Unable to retrieve data from MySQL table

Question

Firstly, I am new to php. I am also new to MySQL, so be gentle with me. Secondly, I know mysql_* is depreciated and this will be fixed at a later point once I understand more.

So I have the following code:

        if(isset($_POST['email']) && !empty($_POST['email']) AND isset($_POST['password']) && !empty($_POST['password'])){
            $email = mysql_escape_string($_POST['email']);
            $password = mysql_escape_string($_POST['password']);

            $search = mysql_query("SELECT * FROM users WHERE email='".$email."' AND password='".$password."' AND active='1'") or die(mysql_error()); 
            $match  = mysql_num_rows($search);

            if($match > 0){
                $user=$search['forename'] .' '.$search['surname'];
                $_SESSION['username']=$user;
                $msg = 'Login Complete! Thanks, '.$user.'!';
            }else{
                $msg = 'Login Failed!<br /> Please make sure that you enter the correct details and that you have activated your account.';
            }
        }

Quite simply, I am checking that the email and password match(I know it's not a hashed password...again, not an issue as it's a test). If they do, and the account has been activated, then I want to return the users first and last name (forename/surname in the users table) and store them in a session variable. If that variable isset, I want to use this information to confirm that the user has logged in(and so have access to certain pages). However, this test doesn't return the user name, instead outputting:

Login Complete! Thanks, !

Any help would be appreciated.

Answer 1

You replace your code /*************Your Code****/ if(isset($_POST['email']) && !empty($_POST['email']) AND isset($_POST['password']) && !empty($_POST['password'])){ $email = mysql_escape_string($_POST['email']); $password = mysql_escape_string($_POST['password']);

        $search = mysql_query("SELECT * FROM users WHERE email='".$email."' AND password='".$password."' AND active='1'") or die(mysql_error()); 
        $match  = mysql_num_rows($search);

        if($match > 0){
            $user=$search['forename'] .' '.$search['surname'];
            $_SESSION['username']=$user;
            $msg = 'Login Complete! Thanks, '.$user.'!';
        }else{
            $msg = 'Login Failed!<br /> Please make sure that you enter the correct details and that you have activated your account.';
        }
    }

To

/*************MY Code****/

    if(isset($_POST['email']) && !empty($_POST['email']) AND isset($_POST['password']) && !empty($_POST['password'])){
        $email = mysql_escape_string($_POST['email']);
        $password = mysql_escape_string($_POST['password']);

        $search = mysql_query("SELECT * FROM users WHERE email='".$email."' AND password='".$password."' AND active='1'") or die(mysql_error()); 
        $match  = mysql_num_rows($search);

        if($match > 0){
            $search = mysql_fetch_array($search); 
            $user=$search['forename'] .' '.$search['surname'];
            $_SESSION['username']=$user;
            $msg = 'Login Complete! Thanks, '.$user.'!';
        }else{
            $msg = 'Login Failed!<br /> Please make sure that you enter the correct details and that you have activated your account.';
        }
    }

Answer 2

Remember the the value return by mysql_query is resource so you need to fetch the result row as an associative array.
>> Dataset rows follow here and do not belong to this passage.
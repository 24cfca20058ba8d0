// SPDX-License-Identifier: MIT
// Copyright (c) 2025 Thomas Junier

// Collaborating SDK services. The module only talks to them through these traits, so that the
// handlers can run against in-memory implementations.

pub mod assembly_util;
pub mod data_file_util;
pub mod kbase_report;
pub mod rpc;

use std::path::{Path, PathBuf};

use serde::{Deserialize, Serialize};
use serde_json::Value;

use crate::errors::ContigFilterError;

/// A local FastA copy of an Assembly object.
#[derive(Debug, Clone, PartialEq, Eq, Deserialize)]
pub struct FastaFile {
    pub path: PathBuf,
    pub assembly_name: String,
}

#[derive(Debug, Clone, PartialEq, Eq, Serialize, Deserialize)]
pub struct CreatedObject {
    #[serde(rename = "ref")]
    pub object_ref: String,
    pub description: String,
}

/// Summary handed to the report service.
#[derive(Debug, Clone, PartialEq, Eq, Serialize, Deserialize)]
pub struct Report {
    pub objects_created: Vec<CreatedObject>,
    pub text_message: String,
}

#[derive(Debug, Clone, PartialEq, Eq, Deserialize)]
pub struct ReportInfo {
    pub name: String,
    #[serde(rename = "ref")]
    pub report_ref: String,
}

pub trait AssemblyStore {
    fn get_assembly_as_fasta(&self, assembly_ref: &str) -> Result<FastaFile, ContigFilterError>;

    /// Saves the FastA file at `path` as a new Assembly object and returns its reference.
    fn save_assembly_from_fasta(
        &self,
        path: &Path,
        workspace_name: &str,
        assembly_name: &str,
    ) -> Result<String, ContigFilterError>;
}

pub trait ObjectStore {
    /// The `data` member of the referenced workspace object.
    fn get_object_data(&self, object_ref: &str) -> Result<Value, ContigFilterError>;
}

pub trait ReportStore {
    fn create_report(
        &self,
        report: &Report,
        workspace_name: &str,
    ) -> Result<ReportInfo, ContigFilterError>;
}
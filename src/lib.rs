pub mod app;
pub mod config;
pub mod errors;
pub mod filter;
pub mod metadata;
pub mod params;
mod runner;
pub mod seq;
pub mod server;
pub mod services;

use crate::errors::ContigFilterError;

pub fn run() -> Result<(), ContigFilterError> {
    runner::run()
}
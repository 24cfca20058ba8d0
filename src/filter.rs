// SPDX-License-Identifier: MIT
// Copyright (c) 2025 Thomas Junier

use std::fmt;

use crate::errors::ContigFilterError;
use crate::seq::file::SeqFile;
use crate::seq::record::SeqRecord;

/// Inclusive bounds on contig length. Without an upper bound, every record at least `min` long
/// passes.
#[derive(Debug, Clone, Copy, PartialEq, Eq)]
pub struct LengthBounds {
    pub min: u64,
    pub max: Option<u64>,
}

impl LengthBounds {
    pub fn at_least(min: u64) -> Self {
        LengthBounds { min, max: None }
    }

    pub fn between(min: u64, max: u64) -> Self {
        LengthBounds {
            min,
            max: Some(max),
        }
    }

    pub fn contains(&self, len: u64) -> bool {
        len >= self.min && self.max.map_or(true, |max| len <= max)
    }
}

impl fmt::Display for LengthBounds {
    fn fmt(&self, f: &mut fmt::Formatter<'_>) -> fmt::Result {
        match self.max {
            Some(max) => write!(f, "[{}, {}]", self.min, max),
            None => write!(f, ">= {}", self.min),
        }
    }
}

#[derive(Debug, Default)]
pub struct FilterOutcome {
    /// Records that passed, in input order.
    pub retained: SeqFile,
    pub n_total: u64,
    pub n_remaining: u64,
}

impl FilterOutcome {
    pub fn n_removed(&self) -> u64 {
        self.n_total - self.n_remaining
    }

    /// One-line summary, also used as the report text.
    pub fn summary(&self) -> String {
        format!(
            "Filtered Assembly to {} contigs out of {}",
            self.n_remaining, self.n_total
        )
    }
}

/// Single forward pass over `records`, keeping those whose length lies within `bounds`. The first
/// parse error aborts the scan.
pub fn filter_records<I>(records: I, bounds: LengthBounds) -> Result<FilterOutcome, ContigFilterError>
where
    I: IntoIterator<Item = Result<SeqRecord, ContigFilterError>>,
{
    let mut outcome = FilterOutcome::default();
    for record in records {
        let record = record?;
        outcome.n_total += 1;
        if bounds.contains(record.len() as u64) {
            outcome.retained.push(record);
            outcome.n_remaining += 1;
        }
    }
    Ok(outcome)
}
// SPDX-License-Identifier: MIT
// Copyright (c) 2025 Thomas Junier

use contig_filter::errors::ContigFilterError;

fn main() -> Result<(), ContigFilterError> {
    contig_filter::run()
}
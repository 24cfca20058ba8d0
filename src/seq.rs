// SPDX-License-Identifier: MIT
// Copyright (c) 2025 Thomas Junier

pub mod fasta;
pub mod file;
pub mod record;
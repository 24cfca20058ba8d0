// SPDX-License-Identifier: MIT
// Copyright (c) 2025 Thomas Junier

use serde_json::json;

use crate::config::Config;
use crate::errors::ContigFilterError;
use crate::services::rpc::RpcClient;
use crate::services::{Report, ReportInfo, ReportStore};

pub struct KBaseReportClient {
    rpc: RpcClient,
}

impl KBaseReportClient {
    pub fn new(config: &Config) -> Result<Self, ContigFilterError> {
        Ok(KBaseReportClient {
            rpc: RpcClient::new(config)?,
        })
    }
}

impl ReportStore for KBaseReportClient {
    fn create_report(
        &self,
        report: &Report,
        workspace_name: &str,
    ) -> Result<ReportInfo, ContigFilterError> {
        self.rpc.call(
            "KBaseReport.create",
            json!({ "report": report, "workspace_name": workspace_name }),
        )
    }
}
// SPDX-License-Identifier: MIT 
// Copyright (c) 2025 Thomas Junier 

use std::{
    cell::RefCell,
    fmt::Write as _,
    fs,
    path::{Path, PathBuf},
    rc::Rc,
};

use serde_json::Value;
use tempfile::TempDir;

use contig_filter::{
    app::ContigFilter,
    config::Config,
    errors::ContigFilterError,
    seq::{fasta::read_fasta_file, record::SeqRecord},
    services::{AssemblyStore, FastaFile, ObjectStore, Report, ReportInfo, ReportStore},
};

#[allow(dead_code)]
#[derive(Default)]
pub struct Calls {
    pub fetched: Vec<String>,
    pub saved: Vec<Vec<SeqRecord>>,
    pub objects: Vec<String>,
    pub reports: Vec<Report>,
}

pub type CallLog = Rc<RefCell<Calls>>;

pub struct FakeAssemblies {
    pub log: CallLog,
    pub fasta_path: PathBuf,
}

impl AssemblyStore for FakeAssemblies {
    fn get_assembly_as_fasta(&self, assembly_ref: &str) -> Result<FastaFile, ContigFilterError> {
        self.log.borrow_mut().fetched.push(assembly_ref.to_string());
        Ok(FastaFile {
            path: self.fasta_path.clone(),
            assembly_name: String::from("TestAssembly2"),
        })
    }

    fn save_assembly_from_fasta(
        &self,
        path: &Path,
        _workspace_name: &str,
        _assembly_name: &str,
    ) -> Result<String, ContigFilterError> {
        let records = read_fasta_file(path)?;
        self.log.borrow_mut().saved.push(records);
        Ok(String::from("77/2/1"))
    }
}

pub struct FakeObjects {
    pub log: CallLog,
    pub data: Value,
}

impl ObjectStore for FakeObjects {
    fn get_object_data(&self, object_ref: &str) -> Result<Value, ContigFilterError> {
        self.log.borrow_mut().objects.push(object_ref.to_string());
        Ok(self.data.clone())
    }
}

pub struct FakeReports {
    pub log: CallLog,
}

impl ReportStore for FakeReports {
    fn create_report(
        &self,
        report: &Report,
        _workspace_name: &str,
    ) -> Result<ReportInfo, ContigFilterError> {
        self.log.borrow_mut().reports.push(report.clone());
        Ok(ReportInfo {
            name: String::from("report_test"),
            report_ref: String::from("77/3/1"),
        })
    }
}

/// FastA text with one record per length, named ctg_0, ctg_1, ...
#[allow(dead_code)]
pub fn fasta_with_lengths(lengths: &[usize]) -> String {
    let mut text = String::new();
    for (i, &len) in lengths.iter().enumerate() {
        let _ = writeln!(text, ">ctg_{} contig number {}", i, i);
        let seq = "ACGT".repeat(len / 4 + 1);
        // wrap at 60 columns like most FastA writers
        for chunk in seq.as_bytes()[..len].chunks(60) {
            text.push_str(std::str::from_utf8(chunk).expect("ascii"));
            text.push('\n');
        }
    }
    text
}

/// A module wired to in-memory services, reading `fasta` as the input assembly.
#[allow(dead_code)]
pub fn with_rig(fasta: &str, metadata: Value) -> (TempDir, ContigFilter, CallLog) {
    let dir = tempfile::tempdir().expect("tempdir");
    let fasta_path = dir.path().join("assembly.fa");
    fs::write(&fasta_path, fasta).expect("write fixture");
    let log: CallLog = Rc::new(RefCell::new(Calls::default()));
    let module = ContigFilter::with_services(
        Config::new("http://localhost:5000", dir.path()),
        Box::new(FakeAssemblies {
            log: log.clone(),
            fasta_path,
        }),
        Box::new(FakeObjects {
            log: log.clone(),
            data: metadata,
        }),
        Box::new(FakeReports { log: log.clone() }),
    );
    (dir, module, log)
}
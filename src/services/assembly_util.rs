// SPDX-License-Identifier: MIT
// Copyright (c) 2025 Thomas Junier

use std::path::Path;

use serde_json::json;

use crate::config::Config;
use crate::errors::ContigFilterError;
use crate::services::rpc::RpcClient;
use crate::services::{AssemblyStore, FastaFile};

pub struct AssemblyUtilClient {
    rpc: RpcClient,
}

impl AssemblyUtilClient {
    pub fn new(config: &Config) -> Result<Self, ContigFilterError> {
        Ok(AssemblyUtilClient {
            rpc: RpcClient::new(config)?,
        })
    }
}

impl AssemblyStore for AssemblyUtilClient {
    fn get_assembly_as_fasta(&self, assembly_ref: &str) -> Result<FastaFile, ContigFilterError> {
        self.rpc
            .call("AssemblyUtil.get_assembly_as_fasta", json!({ "ref": assembly_ref }))
    }

    fn save_assembly_from_fasta(
        &self,
        path: &Path,
        workspace_name: &str,
        assembly_name: &str,
    ) -> Result<String, ContigFilterError> {
        self.rpc.call(
            "AssemblyUtil.save_assembly_from_fasta",
            json!({
                "file": { "path": path.to_string_lossy() },
                "workspace_name": workspace_name,
                "assembly_name": assembly_name,
            }),
        )
    }
}
// SPDX-License-Identifier: MIT
// Copyright (c) 2025 Thomas Junier

use serde::Deserialize;
use serde_json::{json, Value};

use crate::config::Config;
use crate::errors::ContigFilterError;
use crate::services::rpc::RpcClient;
use crate::services::ObjectStore;

pub struct DataFileUtilClient {
    rpc: RpcClient,
}

#[derive(Debug, Deserialize)]
struct GetObjectsResult {
    data: Vec<ObjectData>,
}

#[derive(Debug, Deserialize)]
struct ObjectData {
    data: Value,
}

impl DataFileUtilClient {
    pub fn new(config: &Config) -> Result<Self, ContigFilterError> {
        Ok(DataFileUtilClient {
            rpc: RpcClient::new(config)?,
        })
    }
}

impl ObjectStore for DataFileUtilClient {
    fn get_object_data(&self, object_ref: &str) -> Result<Value, ContigFilterError> {
        let result: GetObjectsResult = self.rpc.call(
            "DataFileUtil.get_objects",
            json!({ "object_refs": [object_ref] }),
        )?;
        result
            .data
            .into_iter()
            .next()
            .map(|obj| obj.data)
            .ok_or_else(|| {
                ContigFilterError::upstream(
                    "DataFileUtil",
                    format!("no object returned for {}", object_ref),
                )
            })
    }
}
while ($row = mysql_fetch_assoc($search)) 
{
    $user=$row['forename'] .' '.$row['surname'];
    $_SESSION['username']=$user;
}

As a sidenote, the query is vulnerable with SQL Injection if the value(s) of the variables came from the outside. Please take a look at the article below to learn how to prevent from it. By using PreparedStatements you can get rid of using single quotes around values.

• How to prevent SQL injection in PHP?

Answer 3

You need to do $row = mysql_fetch_array($search);

And then

$user=$row['forename'] .' '.$row['surname'];